01-18 13:07:34 INFO     [logging.py:61]: ========= Epoch 1 out of 1000 =========
01-18 13:07:34 INFO     [logging.py:61]: Begin training...
01-18 13:17:30 INFO     [logging.py:61]: Loss 'loss' on epoch 1: 4.6260857582092285
01-18 13:17:31 INFO     [logging.py:61]: Loss 'ar_loss' on epoch 1: 4.6260857582092285
01-18 13:17:31 INFO     [logging.py:61]: Loss 'nar_loss' on epoch 1: 0.0
01-18 13:17:31 INFO     [logging.py:61]: Loss 'ar_accuracy_metric' on epoch 1: 0.4006486237049103
01-18 13:17:31 INFO     [logging.py:61]: Loss 'nar_acc_metric' on epoch 1: 0.0
01-18 13:17:31 INFO     [logging.py:61]: ========= Epoch 2 out of 1000 =========
01-18 13:17:31 INFO     [logging.py:61]: Begin training...

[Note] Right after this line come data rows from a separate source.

use std::fmt;
use std::io;
use std::path::{Path, PathBuf};

pub type Result<T> = std::result::Result<T, SyncError>;

#[derive(Debug)]
pub enum SyncError {
    Io { path: PathBuf, source: io::Error },
    /// Structural mutation attempted while the external runner reports a
    /// running test.
    TestsRunning,
    DuplicateProblem(PathBuf),
    DuplicateTestCase(String),
    IndexOutOfRange { index: usize, len: usize },
    Config(String),
    Watch(notify::Error),
}

impl SyncError {
    pub fn io(path: impl AsRef<Path>, source: io::Error) -> Self {
        SyncError::Io {
            path: path.as_ref().to_path_buf(),
            source,
        }
    }

    pub fn is_not_found(&self) -> bool {
        matches!(self, SyncError::Io { source, .. } if source.kind() == io::ErrorKind::NotFound)
    }

    /// Whether the operation was refused before touching any state.
    pub fn is_structural_conflict(&self) -> bool {
        matches!(
            self,
            SyncError::TestsRunning
                | SyncError::DuplicateProblem(_)
                | SyncError::DuplicateTestCase(_)
        )
    }
}

impl fmt::Display for SyncError {
    fn fmt(&self, f: &mut fmt::Formatter<'_>) -> fmt::Result {
        match self {
            SyncError::Io { path, source } => write!(f, "{}: {}", path.display(), source),
            SyncError::TestsRunning => {
                write!(f, "cannot change the test set while testing is in progress")
            }
            SyncError::DuplicateProblem(p) => {
                write!(f, "problem with such directory already exists: {}", p.display())
            }
            SyncError::DuplicateTestCase(name) => {
                write!(f, "test case with such name already exists: {}", name)
            }
            SyncError::IndexOutOfRange { index, len } => {
                write!(f, "test case index {} out of range ({} test cases)", index, len)
            }
            SyncError::Config(msg) => write!(f, "invalid configuration: {}", msg),
            SyncError::Watch(e) => write!(f, "watch error: {}", e),
        }
    }
}

impl std::error::Error for SyncError {
    fn source(&self) -> Option<&(dyn std::error::Error + 'static)> {
        match self {
            SyncError::Io { source, .. } => Some(source),
            SyncError::Watch(e) => Some(e),
            _ => None,
        }
    }
}

impl From<notify::Error> for SyncError {
    fn from(e: notify::Error) -> Self {
        SyncError::Watch(e)
    }
}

01-18 13:27:26 INFO     [logging.py:61]: Loss 'loss' on epoch 2: 3.4351987838745117
01-18 13:27:26 INFO     [logging.py:61]: Loss 'ar_loss' on epoch 2: 3.4351987838745117
01-18 13:27:26 INFO     [logging.py:61]: Loss 'nar_loss' on epoch 2: 0.0
01-18 13:27:26 INFO     [logging.py:61]: Loss 'ar_accuracy_metric' on epoch 2: 0.5857024192810059
01-18 13:27:26 INFO     [logging.py:61]: Loss 'nar_acc_metric' on epoch 2: 0.0
01-18 13:27:26 INFO     [logging.py:61]: ========= Epoch 3 out of 1000 =========
01-18 13:27:26 INFO     [logging.py:61]: Begin training...

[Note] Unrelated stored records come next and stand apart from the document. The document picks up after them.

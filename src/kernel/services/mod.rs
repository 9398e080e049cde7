//! Services layer (ports + adapters).
//!
//! - `ports`: pure contracts/types shared across the crate.
//! - `adapters`: filesystem and watcher implementations.

pub mod adapters;
pub mod bus;
pub mod ports;

pub use bus::{sync_bus, SyncBusReceiver, SyncBusSender, SyncEvent};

01-18 13:37:46 INFO     [logging.py:61]: Loss 'loss' on epoch 3: 3.175524950027466
01-18 13:37:46 INFO     [logging.py:61]: Loss 'ar_loss' on epoch 3: 3.175524950027466
01-18 13:37:46 INFO     [logging.py:61]: Loss 'nar_loss' on epoch 3: 0.0
01-18 13:37:46 INFO     [logging.py:61]: Loss 'ar_accuracy_metric' on epoch 3: 0.6268473267555237
01-18 13:37:46 INFO     [logging.py:61]: Loss 'nar_acc_metric' on epoch 3: 0.0
01-18 13:37:46 INFO     [logging.py:61]: ========= Epoch 4 out of 1000 =========
01-18 13:37:46 INFO     [logging.py:61]: Begin training...

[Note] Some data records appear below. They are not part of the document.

//! 应用数据路径管理
//!
//! 跨平台的日志目录：
//! - macOS: ~/Library/Application Support/probsync/logs
//! - Linux: $XDG_DATA_HOME/probsync/logs 或 ~/.local/share/probsync/logs
//! - Windows: %APPDATA%\probsync\logs

use std::path::PathBuf;

const APP_NAME: &str = "probsync";
const LOG_DIR: &str = "logs";

/// 获取应用数据目录
fn get_app_data_dir() -> Option<PathBuf> {
    #[cfg(target_os = "macos")]
    {
        std::env::var("HOME").ok().map(|home| {
            PathBuf::from(home)
                .join("Library/Application Support")
                .join(APP_NAME)
        })
    }

    #[cfg(target_os = "linux")]
    {
        // 优先使用 XDG_DATA_HOME，否则使用 ~/.local/share
        if let Ok(xdg) = std::env::var("XDG_DATA_HOME") {
            Some(PathBuf::from(xdg).join(APP_NAME))
        } else {
            std::env::var("HOME")
                .ok()
                .map(|home| PathBuf::from(home).join(".local/share").join(APP_NAME))
        }
    }

    #[cfg(target_os = "windows")]
    {
        std::env::var("APPDATA")
            .ok()
            .map(|appdata| PathBuf::from(appdata).join(APP_NAME))
    }

    #[cfg(not(any(target_os = "macos", target_os = "linux", target_os = "windows")))]
    {
        None
    }
}

/// 获取日志目录路径
pub fn get_log_dir() -> Option<PathBuf> {
    get_app_data_dir().map(|p| p.join(LOG_DIR))
}

/// 确保日志目录存在
pub fn ensure_log_dir() -> std::io::Result<PathBuf> {
    let dir = get_log_dir().ok_or_else(|| {
        std::io::Error::new(
            std::io::ErrorKind::NotFound,
            "Cannot determine log directory",
        )
    })?;

    if !dir.exists() {
        std::fs::create_dir_all(&dir)?;
    }

    Ok(dir)
}

#[cfg(test)]
#[path = "../../../../tests/unit/kernel/services/adapters/paths.rs"]
mod tests;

01-18 13:47:20 INFO     [logging.py:61]: Loss 'loss' on epoch 4: 3.0606117248535156
01-18 13:47:20 INFO     [logging.py:61]: Loss 'ar_loss' on epoch 4: 3.0606117248535156
01-18 13:47:20 INFO     [logging.py:61]: Loss 'nar_loss' on epoch 4: 0.0
01-18 13:47:20 INFO     [logging.py:61]: Loss 'ar_accuracy_metric' on epoch 4: 0.6437094211578369
01-18 13:47:20 INFO     [logging.py:61]: Loss 'nar_acc_metric' on epoch 4: 0.0
01-18 13:47:20 INFO     [logging.py:61]: ========= Epoch 5 out of 1000 =========
01-18 13:47:20 INFO     [logging.py:61]: Begin training...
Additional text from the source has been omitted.